Task brief: Copy out each line of the entries where the word "suffix" is present.

(Saved entries)
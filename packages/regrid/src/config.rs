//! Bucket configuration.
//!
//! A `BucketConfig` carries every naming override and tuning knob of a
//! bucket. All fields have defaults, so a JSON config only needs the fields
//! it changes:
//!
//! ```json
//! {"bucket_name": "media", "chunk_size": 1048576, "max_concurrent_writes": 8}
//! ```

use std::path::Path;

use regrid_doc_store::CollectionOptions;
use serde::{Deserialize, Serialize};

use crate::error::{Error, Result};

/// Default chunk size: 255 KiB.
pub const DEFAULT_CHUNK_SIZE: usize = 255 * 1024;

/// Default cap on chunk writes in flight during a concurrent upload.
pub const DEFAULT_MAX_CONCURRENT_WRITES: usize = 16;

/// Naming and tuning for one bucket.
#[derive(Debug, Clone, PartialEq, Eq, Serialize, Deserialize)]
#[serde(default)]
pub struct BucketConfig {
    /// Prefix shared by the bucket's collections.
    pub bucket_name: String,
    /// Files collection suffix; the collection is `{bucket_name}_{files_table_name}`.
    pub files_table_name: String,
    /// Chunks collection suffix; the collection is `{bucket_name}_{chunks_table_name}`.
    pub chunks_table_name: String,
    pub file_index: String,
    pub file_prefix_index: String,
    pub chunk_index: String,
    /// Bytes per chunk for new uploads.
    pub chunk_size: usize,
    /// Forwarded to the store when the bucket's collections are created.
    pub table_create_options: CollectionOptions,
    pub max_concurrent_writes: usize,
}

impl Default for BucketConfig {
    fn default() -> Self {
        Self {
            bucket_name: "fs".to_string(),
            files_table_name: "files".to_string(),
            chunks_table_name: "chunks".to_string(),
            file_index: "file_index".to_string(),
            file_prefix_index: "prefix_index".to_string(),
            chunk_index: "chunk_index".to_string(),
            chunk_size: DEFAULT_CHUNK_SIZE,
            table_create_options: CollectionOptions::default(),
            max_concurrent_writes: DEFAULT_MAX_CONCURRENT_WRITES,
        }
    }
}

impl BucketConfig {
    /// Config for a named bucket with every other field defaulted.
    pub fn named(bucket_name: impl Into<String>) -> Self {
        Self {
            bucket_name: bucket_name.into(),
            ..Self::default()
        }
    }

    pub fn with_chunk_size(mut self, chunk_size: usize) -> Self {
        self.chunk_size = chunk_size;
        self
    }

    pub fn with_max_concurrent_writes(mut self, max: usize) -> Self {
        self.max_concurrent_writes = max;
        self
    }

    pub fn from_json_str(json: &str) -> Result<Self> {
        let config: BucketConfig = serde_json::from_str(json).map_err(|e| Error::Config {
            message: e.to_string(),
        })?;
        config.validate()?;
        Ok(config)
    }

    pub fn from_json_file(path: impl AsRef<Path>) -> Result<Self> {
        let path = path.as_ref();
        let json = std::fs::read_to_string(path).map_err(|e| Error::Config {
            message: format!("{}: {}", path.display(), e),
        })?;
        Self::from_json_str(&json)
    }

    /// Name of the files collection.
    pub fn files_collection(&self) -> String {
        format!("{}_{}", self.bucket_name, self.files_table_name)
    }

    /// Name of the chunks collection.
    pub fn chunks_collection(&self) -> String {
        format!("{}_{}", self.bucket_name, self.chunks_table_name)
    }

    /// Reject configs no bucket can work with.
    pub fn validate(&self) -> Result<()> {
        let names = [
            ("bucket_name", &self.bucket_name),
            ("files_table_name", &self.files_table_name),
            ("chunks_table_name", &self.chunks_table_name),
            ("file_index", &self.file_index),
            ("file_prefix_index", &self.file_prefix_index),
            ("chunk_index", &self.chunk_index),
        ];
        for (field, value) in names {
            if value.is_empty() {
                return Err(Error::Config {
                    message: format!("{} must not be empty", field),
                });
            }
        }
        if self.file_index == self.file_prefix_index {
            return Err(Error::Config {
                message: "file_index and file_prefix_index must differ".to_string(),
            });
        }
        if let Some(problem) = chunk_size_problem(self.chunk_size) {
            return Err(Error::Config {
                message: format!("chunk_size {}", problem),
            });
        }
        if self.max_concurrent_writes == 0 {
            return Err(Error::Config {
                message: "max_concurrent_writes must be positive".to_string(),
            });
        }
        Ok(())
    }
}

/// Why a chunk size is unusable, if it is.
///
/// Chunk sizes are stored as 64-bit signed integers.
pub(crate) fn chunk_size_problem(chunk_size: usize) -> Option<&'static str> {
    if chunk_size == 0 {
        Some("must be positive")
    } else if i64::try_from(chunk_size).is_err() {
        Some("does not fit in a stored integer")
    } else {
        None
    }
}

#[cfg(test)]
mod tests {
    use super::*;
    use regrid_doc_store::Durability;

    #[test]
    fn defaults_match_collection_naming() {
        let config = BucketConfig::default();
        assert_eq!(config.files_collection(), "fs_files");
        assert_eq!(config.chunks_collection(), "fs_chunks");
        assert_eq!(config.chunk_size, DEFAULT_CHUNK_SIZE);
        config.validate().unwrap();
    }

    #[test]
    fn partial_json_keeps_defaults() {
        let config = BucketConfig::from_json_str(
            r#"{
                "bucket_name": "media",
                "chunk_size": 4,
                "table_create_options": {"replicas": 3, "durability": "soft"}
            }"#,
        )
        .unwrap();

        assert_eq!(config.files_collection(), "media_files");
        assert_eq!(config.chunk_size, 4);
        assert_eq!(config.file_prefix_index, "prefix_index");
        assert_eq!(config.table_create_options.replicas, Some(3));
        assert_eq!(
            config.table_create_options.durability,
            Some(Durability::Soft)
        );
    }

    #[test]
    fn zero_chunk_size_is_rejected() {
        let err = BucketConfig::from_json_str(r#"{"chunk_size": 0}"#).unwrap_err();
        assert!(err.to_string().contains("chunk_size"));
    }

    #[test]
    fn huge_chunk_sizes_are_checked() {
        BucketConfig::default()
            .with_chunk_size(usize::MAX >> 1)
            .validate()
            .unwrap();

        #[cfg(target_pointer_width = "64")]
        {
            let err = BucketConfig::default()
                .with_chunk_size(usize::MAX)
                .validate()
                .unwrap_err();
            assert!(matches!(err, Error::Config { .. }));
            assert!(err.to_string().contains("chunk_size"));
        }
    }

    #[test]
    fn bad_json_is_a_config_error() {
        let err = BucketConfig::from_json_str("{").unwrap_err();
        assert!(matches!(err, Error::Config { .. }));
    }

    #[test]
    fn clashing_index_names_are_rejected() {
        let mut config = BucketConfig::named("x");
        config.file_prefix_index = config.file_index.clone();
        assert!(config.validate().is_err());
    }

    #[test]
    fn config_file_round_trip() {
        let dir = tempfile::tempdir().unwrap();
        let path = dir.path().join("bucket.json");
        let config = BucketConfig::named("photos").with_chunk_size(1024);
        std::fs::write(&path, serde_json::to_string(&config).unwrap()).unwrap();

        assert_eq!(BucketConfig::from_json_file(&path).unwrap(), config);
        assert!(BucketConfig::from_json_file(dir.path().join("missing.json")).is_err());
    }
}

Written answer:
    /// Files collection suffix; the collection is `{bucket_name}_{files_table_name}`.
    /// Chunks collection suffix; the collection is `{bucket_name}_{chunks_table_name}`.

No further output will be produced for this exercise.